Leg joints: a key innovation of the arthropods
Primitive life
forms moved simply by contractions of their
body, similar to worms or slugs. The evolution
of legs was thus a huge leap forward
(literally!) to exploit new ecological niches
and explore new modes of life. Early legs were
simple outgrowths only capable of slow crawling,
but then a new invention introduced fast and
effective movements: the jointed leg. Actually,
this invention is so "ingenious" that it evolved
several times independently, for example in the
arthropods and in the vertebrates (yes, the
human leg is jointed too!).
The fact that leg joints evolved several times
in different animal groups sparked the idea that
leg joints could have evolved several times even
within a given animal group. Some scientists
therefore thought that leg joints evolved
several times in the arthropods. How leg joints
are made is well-known in the fruit fly Drosophila
melanogaster.
If other arthropods have evolved their leg
joints by themselves, then there should be
almost no similarities between the joint-making
mechanisms in these arthropods and the fly Drosophila.
We have therefore studied the making of leg
joints in spiders and have found that
joint-making in the spider and the fly uses much
the same genes (see some examples in the figure)
and much the same mechanisms. Thus, we propose
that leg joints were invented only once in the
arthropods and are therefore one of the key
innovations of this animal group. This work has
been published in Developmental
Biology.
The legs of velvet worms: precursors of
arthropod legs?
Velvet
worms are peculiar animals: neither fully worms
nor fully arthropods they are something
in-between and might be called a "missing link"
or "living fossil". Similar to arthropods they
have legs, but these are not jointed. As
explained above, the origin of a joint-making
genetic mechanism was among the key events in
arthropod evolution and thus velvet worms appear
to be at an evolutionary stage before the origin
of true arthropods.
Surprisingly, we were able to show that certain
parts of the joint-making mechanism of
arthropods are already present in velvet worms
(see figure showing the expression of the gene extradenticle
in a velvet worm embryo). Thus, parts of the
joint-making mechanism are active in the velvet
worm legs, even though these legs do not have
joints. Thus, we propose that these mechanisms
first evolved in velvet worms for a different
function and were then re-used and brought to
perfection in the arthropods. This is an
interesting example for how complex genetic
mechanisms can evolve part by part by having
different functions at different stages of their
evolution.

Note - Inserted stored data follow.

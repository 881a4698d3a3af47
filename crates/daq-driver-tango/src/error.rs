//! Error types for Tango stage operations.
//!
//! The variants follow the failure taxonomy of the driver:
//!
//! - **Binding invocation failures** ([`TangoError::LibraryLoad`],
//!   [`TangoError::BindingCall`]): the native call could not be made at all.
//! - **Native status failures** ([`TangoError::Status`]): the call ran but
//!   returned a non-zero status code.
//! - **Validation failures** ([`TangoError::UnknownAxis`],
//!   [`TangoError::UnknownUnit`], [`TangoError::InvalidArgument`]): rejected
//!   before any native call.
//! - **Lifecycle failures** ([`TangoError::Lifecycle`]): the session is not in
//!   a state that accepts the operation.
//!
//! [`TangoError::Close`] keeps the disconnect and free failures of a session
//! close side by side.

use std::path::PathBuf;

use thiserror::Error;

use crate::binding::Operation;
use crate::session::SessionState;

/// Result type alias for Tango operations.
pub type Result<T> = std::result::Result<T, TangoError>;

/// Errors that can occur when working with a Tango controller.
#[derive(Error, Debug)]
pub enum TangoError {
    /// The vendor library could not be loaded.
    #[error("Failed to load Tango library '{}': {message}", .path.display())]
    LibraryLoad { path: PathBuf, message: String },

    /// The foreign call could not be invoked (missing symbol, unloaded library).
    #[error("Binding call {operation} failed: {message}")]
    BindingCall { operation: Operation, message: String },

    /// The native call returned a non-success status code.
    #[error("Tango {operation} returned status {code}")]
    Status { operation: Operation, code: i32 },

    /// Axis name outside {x, y, z, a}.
    #[error("Unknown axis '{name}': must be one of x, y, z, a")]
    UnknownAxis { name: String },

    /// Unit name outside the controller's dimension table.
    #[error(
        "Unknown unit '{name}': must be one of microsteps, um, mm, degree, revolutions, cm, m, inch, mil"
    )]
    UnknownUnit { name: String },

    /// Argument that cannot be passed to the native call.
    #[error("Invalid argument for {operation}: {message}")]
    InvalidArgument { operation: Operation, message: String },

    /// Operation attempted in the wrong session state.
    #[error("Cannot {operation} while session is {state}")]
    Lifecycle {
        operation: &'static str,
        state: SessionState,
    },

    /// Closing the session failed in one or both steps.
    #[error("{}", describe_close(.disconnect.as_deref(), .free.as_deref()))]
    Close {
        disconnect: Option<Box<TangoError>>,
        free: Option<Box<TangoError>>,
    },
}

fn describe_close(disconnect: Option<&TangoError>, free: Option<&TangoError>) -> String {
    match (disconnect, free) {
        (Some(d), Some(f)) => format!("Failed to close session: disconnect: {d}; free: {f}"),
        (Some(d), None) => format!("Failed to close session: disconnect: {d}"),
        (None, Some(f)) => format!("Failed to close session: free: {f}"),
        (None, None) => "Failed to close session".to_string(),
    }
}

impl TangoError {
    /// Raw status code, if this is a native status failure.
    pub fn status_code(&self) -> Option<i32> {
        match self {
            Self::Status { code, .. } => Some(*code),
            _ => None,
        }
    }

    /// Operation that produced this error, for binding and status failures.
    pub fn operation(&self) -> Option<Operation> {
        match self {
            Self::BindingCall { operation, .. }
            | Self::Status { operation, .. }
            | Self::InvalidArgument { operation, .. } => Some(*operation),
            _ => None,
        }
    }

    /// Check if the caller's input was rejected before reaching the hardware.
    pub fn is_validation(&self) -> bool {
        matches!(
            self,
            Self::UnknownAxis { .. } | Self::UnknownUnit { .. } | Self::InvalidArgument { .. }
        )
    }

    /// Check if the native library could not be called.
    pub fn is_binding_failure(&self) -> bool {
        matches!(self, Self::LibraryLoad { .. } | Self::BindingCall { .. })
    }

    /// Check if this is a wrong-state error.
    pub fn is_lifecycle(&self) -> bool {
        matches!(self, Self::Lifecycle { .. })
    }
}

#[cfg(test)]
mod tests {
    use super::*;

    #[test]
    fn test_status_display() {
        let err = TangoError::Status {
            operation: Operation::MoveAbsolute,
            code: -7,
        };
        let msg = err.to_string();
        assert!(msg.contains("move-absolute-single-axis"));
        assert!(msg.contains("-7"));
        assert_eq!(err.status_code(), Some(-7));
        assert_eq!(err.operation(), Some(Operation::MoveAbsolute));
    }

    #[test]
    fn test_close_display_keeps_both_errors() {
        let err = TangoError::Close {
            disconnect: Some(Box::new(TangoError::Status {
                operation: Operation::Disconnect,
                code: 4001,
            })),
            free: Some(Box::new(TangoError::Status {
                operation: Operation::FreeSession,
                code: 4002,
            })),
        };
        let msg = err.to_string();
        assert!(msg.contains("4001"));
        assert!(msg.contains("4002"));
    }

    #[test]
    fn test_classification() {
        assert!(TangoError::UnknownAxis { name: "w".into() }.is_validation());
        assert!(TangoError::UnknownUnit { name: "ft".into() }.is_validation());
        assert!(!TangoError::UnknownAxis { name: "w".into() }.is_binding_failure());
        assert!(TangoError::BindingCall {
            operation: Operation::GetPosition,
            message: "symbol not found".into(),
        }
        .is_binding_failure());
        assert!(TangoError::Lifecycle {
            operation: "move",
            state: SessionState::Closed,
        }
        .is_lifecycle());
    }
}
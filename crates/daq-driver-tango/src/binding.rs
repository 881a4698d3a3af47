//! Typed wrappers around the Tango entry points.
//!
//! [`MotionBinding`] is the seam between the session and the foreign library:
//! every method takes plain numbers, strings, and booleans, returns plain
//! values, and maps the native status code into [`TangoError`]. The only
//! production implementation is [`NativeBinding`]; tests use
//! [`crate::mock::MockBinding`].
//!
//! Calls block until the native function returns. There is no timeout: a
//! native call that never returns hangs the calling thread.

use std::ffi::CString;
use std::fmt;
use std::os::raw::{c_double, c_int};
use std::path::Path;
use std::sync::Arc;

use tracing::{debug, info, trace};

use tango_sys::TangoLibrary;

use crate::error::{Result, TangoError};
use crate::types::AxisValues;

/// Native entry points wrapped by the binding.
#[derive(Debug, Clone, Copy, PartialEq, Eq, Hash)]
pub enum Operation {
    CreateSession,
    Connect,
    Disconnect,
    FreeSession,
    SetDimensions,
    MoveAbsolute,
    MoveRelative,
    GetPosition,
    GetPositionSingleAxis,
    GetVelocity,
    SetVelocitySingleAxis,
}

impl Operation {
    /// Stable logical name, used in errors and logs.
    pub fn name(self) -> &'static str {
        match self {
            Self::CreateSession => "create-session",
            Self::Connect => "connect",
            Self::Disconnect => "disconnect",
            Self::FreeSession => "free-session",
            Self::SetDimensions => "set-dimensions",
            Self::MoveAbsolute => "move-absolute-single-axis",
            Self::MoveRelative => "move-relative-single-axis",
            Self::GetPosition => "get-position",
            Self::GetPositionSingleAxis => "get-position-single-axis",
            Self::GetVelocity => "get-velocity",
            Self::SetVelocitySingleAxis => "set-velocity-single-axis",
        }
    }

    /// NUL-terminated export name in the vendor library.
    pub fn symbol(self) -> &'static [u8] {
        match self {
            Self::CreateSession => tango_sys::SYM_CREATE_LSID,
            Self::Connect => tango_sys::SYM_CONNECT_SIMPLE,
            Self::Disconnect => tango_sys::SYM_DISCONNECT,
            Self::FreeSession => tango_sys::SYM_FREE_LSID,
            Self::SetDimensions => tango_sys::SYM_SET_DIMENSIONS,
            Self::MoveAbsolute => tango_sys::SYM_MOVE_ABS_SINGLE_AXIS,
            Self::MoveRelative => tango_sys::SYM_MOVE_REL_SINGLE_AXIS,
            Self::GetPosition => tango_sys::SYM_GET_POS,
            Self::GetPositionSingleAxis => tango_sys::SYM_GET_POS_SINGLE_AXIS,
            Self::GetVelocity => tango_sys::SYM_GET_VEL,
            Self::SetVelocitySingleAxis => tango_sys::SYM_SET_VEL_SINGLE_AXIS,
        }
    }

    /// Export name without the trailing NUL, for display.
    pub fn native_name(self) -> &'static str {
        let symbol = self.symbol();
        std::str::from_utf8(&symbol[..symbol.len() - 1]).unwrap_or("LSX_?")
    }
}

impl fmt::Display for Operation {
    fn fmt(&self, f: &mut fmt::Formatter<'_>) -> fmt::Result {
        f.write_str(self.name())
    }
}

/// Map a native status code to a result. Out-parameters must not be read
/// unless this returns `Ok`.
pub fn check_status(operation: Operation, code: c_int) -> Result<()> {
    if code == tango_sys::LSX_SUCCESS {
        Ok(())
    } else {
        Err(TangoError::Status { operation, code })
    }
}

/// Typed access to the Tango entry points.
///
/// `lsid` is the session id returned by [`MotionBinding::create_session`].
/// Implementations perform no locking; callers serialize access.
pub trait MotionBinding {
    /// `LSX_CreateLSID`: allocate a session id.
    fn create_session(&self) -> Result<i32>;

    /// `LSX_ConnectSimple`: open the controller connection.
    fn connect(
        &self,
        lsid: i32,
        interface_type: i32,
        port: &str,
        baud_rate: i32,
        show_protocol: bool,
    ) -> Result<()>;

    /// `LSX_Disconnect`
    fn disconnect(&self, lsid: i32) -> Result<()>;

    /// `LSX_FreeLSID`
    fn free_session(&self, lsid: i32) -> Result<()>;

    /// `LSX_SetDimensions`: one unit code per axis.
    fn set_dimensions(&self, lsid: i32, x: i32, y: i32, z: i32, a: i32) -> Result<()>;

    /// `LSX_MoveAbsSingleAxis`
    fn move_absolute(&self, lsid: i32, axis: i32, value: f64, wait: bool) -> Result<()>;

    /// `LSX_MoveRelSingleAxis`
    fn move_relative(&self, lsid: i32, axis: i32, value: f64, wait: bool) -> Result<()>;

    /// `LSX_GetPos`
    fn get_position(&self, lsid: i32) -> Result<AxisValues>;

    /// `LSX_GetPosSingleAxis`
    fn get_position_single_axis(&self, lsid: i32, axis: i32) -> Result<f64>;

    /// `LSX_GetVel`
    fn get_velocity(&self, lsid: i32) -> Result<AxisValues>;

    /// `LSX_SetVelSingleAxis`
    fn set_velocity_single_axis(&self, lsid: i32, axis: i32, velocity: f64) -> Result<()>;
}

macro_rules! forward_binding {
    ($ty:ty) => {
        impl<B: MotionBinding + ?Sized> MotionBinding for $ty {
            fn create_session(&self) -> Result<i32> {
                (**self).create_session()
            }
            fn connect(
                &self,
                lsid: i32,
                interface_type: i32,
                port: &str,
                baud_rate: i32,
                show_protocol: bool,
            ) -> Result<()> {
                (**self).connect(lsid, interface_type, port, baud_rate, show_protocol)
            }
            fn disconnect(&self, lsid: i32) -> Result<()> {
                (**self).disconnect(lsid)
            }
            fn free_session(&self, lsid: i32) -> Result<()> {
                (**self).free_session(lsid)
            }
            fn set_dimensions(&self, lsid: i32, x: i32, y: i32, z: i32, a: i32) -> Result<()> {
                (**self).set_dimensions(lsid, x, y, z, a)
            }
            fn move_absolute(&self, lsid: i32, axis: i32, value: f64, wait: bool) -> Result<()> {
                (**self).move_absolute(lsid, axis, value, wait)
            }
            fn move_relative(&self, lsid: i32, axis: i32, value: f64, wait: bool) -> Result<()> {
                (**self).move_relative(lsid, axis, value, wait)
            }
            fn get_position(&self, lsid: i32) -> Result<AxisValues> {
                (**self).get_position(lsid)
            }
            fn get_position_single_axis(&self, lsid: i32, axis: i32) -> Result<f64> {
                (**self).get_position_single_axis(lsid, axis)
            }
            fn get_velocity(&self, lsid: i32) -> Result<AxisValues> {
                (**self).get_velocity(lsid)
            }
            fn set_velocity_single_axis(&self, lsid: i32, axis: i32, velocity: f64) -> Result<()> {
                (**self).set_velocity_single_axis(lsid, axis, velocity)
            }
        }
    };
}

forward_binding!(&B);
forward_binding!(Box<B>);
forward_binding!(Arc<B>);

/// Binding over the vendor shared library loaded at runtime.
///
/// Entry points are resolved on each call, so a library that lacks one of
/// them still loads; calling the missing entry point reports
/// [`TangoError::BindingCall`].
#[derive(Debug)]
pub struct NativeBinding {
    library: TangoLibrary,
}

impl NativeBinding {
    /// Load the Tango library from an explicit path.
    ///
    /// The path is resolved by the caller's configuration layer (driver
    /// directory and process architecture); it is never searched for here.
    pub fn load(path: impl AsRef<Path>) -> Result<Self> {
        let path = path.as_ref();
        // SAFETY: the configured path names the vendor Tango DLL, whose
        // initialisation routines have no preconditions.
        let library = unsafe { TangoLibrary::load(path) }.map_err(|e| TangoError::LibraryLoad {
            path: path.to_path_buf(),
            message: e.to_string(),
        })?;
        info!(path = %path.display(), "Loaded Tango library");
        Ok(Self { library })
    }

    /// Path the library was loaded from.
    pub fn path(&self) -> &Path {
        self.library.path()
    }

    fn entry<T>(&self, operation: Operation) -> Result<tango_sys::Symbol<'_, T>> {
        // SAFETY: every caller pairs `operation` with the matching `LSX_*`
        // function pointer type from tango-sys.
        unsafe { self.library.get::<T>(operation.symbol()) }.map_err(|e| TangoError::BindingCall {
            operation,
            message: format!("{}: {}", operation.native_name(), e),
        })
    }
}

impl MotionBinding for NativeBinding {
    fn create_session(&self) -> Result<i32> {
        let op = Operation::CreateSession;
        let create = self.entry::<tango_sys::LSX_CreateLSID>(op)?;
        let mut lsid: c_int = 0;
        // SAFETY: `lsid` is a valid, writable c_int for the duration of the call.
        let code = unsafe { create(&mut lsid) };
        trace!(op = %op, code, "native call returned");
        check_status(op, code)?;
        Ok(lsid)
    }

    fn connect(
        &self,
        lsid: i32,
        interface_type: i32,
        port: &str,
        baud_rate: i32,
        show_protocol: bool,
    ) -> Result<()> {
        let op = Operation::Connect;
        let port_c = encode_port(port)?;
        let connect = self.entry::<tango_sys::LSX_ConnectSimple>(op)?;
        debug!(lsid, interface_type, port, baud_rate, "LSX_ConnectSimple");
        // SAFETY: `port_c` outlives the call and is NUL-terminated.
        let code = unsafe {
            connect(
                lsid,
                interface_type,
                port_c.as_ptr(),
                baud_rate,
                tango_sys::BOOL::from(show_protocol),
            )
        };
        trace!(op = %op, code, "native call returned");
        check_status(op, code)
    }

    fn disconnect(&self, lsid: i32) -> Result<()> {
        let op = Operation::Disconnect;
        let disconnect = self.entry::<tango_sys::LSX_Disconnect>(op)?;
        // SAFETY: scalar arguments only.
        let code = unsafe { disconnect(lsid) };
        trace!(op = %op, code, "native call returned");
        check_status(op, code)
    }

    fn free_session(&self, lsid: i32) -> Result<()> {
        let op = Operation::FreeSession;
        let free = self.entry::<tango_sys::LSX_FreeLSID>(op)?;
        // SAFETY: scalar arguments only.
        let code = unsafe { free(lsid) };
        trace!(op = %op, code, "native call returned");
        check_status(op, code)
    }

    fn set_dimensions(&self, lsid: i32, x: i32, y: i32, z: i32, a: i32) -> Result<()> {
        let op = Operation::SetDimensions;
        let set_dimensions = self.entry::<tango_sys::LSX_SetDimensions>(op)?;
        debug!(lsid, x, y, z, a, "LSX_SetDimensions");
        // SAFETY: scalar arguments only.
        let code = unsafe { set_dimensions(lsid, x, y, z, a) };
        trace!(op = %op, code, "native call returned");
        check_status(op, code)
    }

    fn move_absolute(&self, lsid: i32, axis: i32, value: f64, wait: bool) -> Result<()> {
        let op = Operation::MoveAbsolute;
        let move_abs = self.entry::<tango_sys::LSX_MoveAbsSingleAxis>(op)?;
        debug!(lsid, axis, value, wait, "LSX_MoveAbsSingleAxis");
        // SAFETY: scalar arguments only.
        let code = unsafe { move_abs(lsid, axis, value, tango_sys::BOOL::from(wait)) };
        trace!(op = %op, code, "native call returned");
        check_status(op, code)
    }

    fn move_relative(&self, lsid: i32, axis: i32, value: f64, wait: bool) -> Result<()> {
        let op = Operation::MoveRelative;
        let move_rel = self.entry::<tango_sys::LSX_MoveRelSingleAxis>(op)?;
        debug!(lsid, axis, value, wait, "LSX_MoveRelSingleAxis");
        // SAFETY: scalar arguments only.
        let code = unsafe { move_rel(lsid, axis, value, tango_sys::BOOL::from(wait)) };
        trace!(op = %op, code, "native call returned");
        check_status(op, code)
    }

    fn get_position(&self, lsid: i32) -> Result<AxisValues> {
        let op = Operation::GetPosition;
        let get_pos = self.entry::<tango_sys::LSX_GetPos>(op)?;
        let (mut x, mut y, mut z, mut a): (c_double, c_double, c_double, c_double) =
            (0.0, 0.0, 0.0, 0.0);
        // SAFETY: the four out-pointers are distinct, valid locals.
        let code = unsafe { get_pos(lsid, &mut x, &mut y, &mut z, &mut a) };
        trace!(op = %op, code, "native call returned");
        check_status(op, code)?;
        Ok(AxisValues::new(x, y, z, a))
    }

    fn get_position_single_axis(&self, lsid: i32, axis: i32) -> Result<f64> {
        let op = Operation::GetPositionSingleAxis;
        let get_pos = self.entry::<tango_sys::LSX_GetPosSingleAxis>(op)?;
        let mut position: c_double = 0.0;
        // SAFETY: `position` is a valid, writable local.
        let code = unsafe { get_pos(lsid, axis, &mut position) };
        trace!(op = %op, code, "native call returned");
        check_status(op, code)?;
        Ok(position)
    }

    fn get_velocity(&self, lsid: i32) -> Result<AxisValues> {
        let op = Operation::GetVelocity;
        let get_vel = self.entry::<tango_sys::LSX_GetVel>(op)?;
        let (mut x, mut y, mut z, mut a): (c_double, c_double, c_double, c_double) =
            (0.0, 0.0, 0.0, 0.0);
        // SAFETY: the four out-pointers are distinct, valid locals.
        let code = unsafe { get_vel(lsid, &mut x, &mut y, &mut z, &mut a) };
        trace!(op = %op, code, "native call returned");
        check_status(op, code)?;
        Ok(AxisValues::new(x, y, z, a))
    }

    fn set_velocity_single_axis(&self, lsid: i32, axis: i32, velocity: f64) -> Result<()> {
        let op = Operation::SetVelocitySingleAxis;
        let set_vel = self.entry::<tango_sys::LSX_SetVelSingleAxis>(op)?;
        debug!(lsid, axis, velocity, "LSX_SetVelSingleAxis");
        // SAFETY: scalar arguments only.
        let code = unsafe { set_vel(lsid, axis, velocity) };
        trace!(op = %op, code, "native call returned");
        check_status(op, code)
    }
}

This work has been published in Evolution &
Development.
Wnt genes: Ancient
landscapes of an old gene family
Where´s
the head, and where´s the tail?
Where´s left, right, and where do I place
the organs? For a developing embryo these are
very important questions. The so-called Wnt
genes are helping the embryo making the right
decisions regarding all of these questions. Wnt
genes are therefore known from all animals- from
humans and mice to flies, worms and sea
anemones. Given their importance for embryonic
development and their function in so many
processes it is hardly surprising to find that
there can be over 10 different Wnt genes in a
species (the figure shows the evolutionary tree
of these Wnt genes). Surprisingly, most of these
genes are expressed in very similar patterns,
suggesting that they are more or less all the
same. Together with our collaborators we have
studied the Wnt genes from spiders, beetles,
millipedes and segmented worms and found that
they are not all the same, but rather they
appear to combine their action to achieve their
many functions. Thus, if a species has e.g. 10
different Wnt genes these genes cannot only
serve 10 different functions, but by combining
their functions in all possible combinations
they could theoretically serve 10 to the power
of 10 functions. This is what we have termed
"Wnt landscapes" and each combination of Wnt
genes in these landscapes has its own special
role in development. This work has been
published in BMC Evolutionary
Biology.
Segmentation in diplopod myriapods: derived
peculiarity or precursor of the insect pair-rule
system?
Usually
a body segment of an arthropod can bear only a
single pair of legs. Diplopods are different:
most of their trunk segments bear two pairs of
legs- hence the name "diplopods". This so-called
"diplosegmentation" was long regarded as a
peculiarity of this arthropod group with no
relevance for the question of the origin of
segmentation. This changed when studies of
segmentation in the fruit fly Drosophila
melanogaster
revealed that the segments were genetically
produced in pairs ("pair-rule system").
Diplosegmentation and the pair-rule system could
thus trace from a common ancestral segmentation
mechanism. We have studied segmentation gene
expression in the pill-millipede (the figure
shows a pill-millipede embryo stained for the
genes engrailed
and pairberry
and a summary of segmental gene expression in
the pill millipede, the flour beetle and the
fruit fly). Our results indicate that
segmentation in the millipedes is derived and
shows conserved mechanisms on the ventral side,
but millipede-specific mechanisms on the dorsal
side. These millipede-specific mechanism lead to
diplosegmentation, and thus our results imply
that diplosegmentation is not related to the
insect pair-rule system, but has newly evolved
in the millipedes. This work has been published
in EvoDevo.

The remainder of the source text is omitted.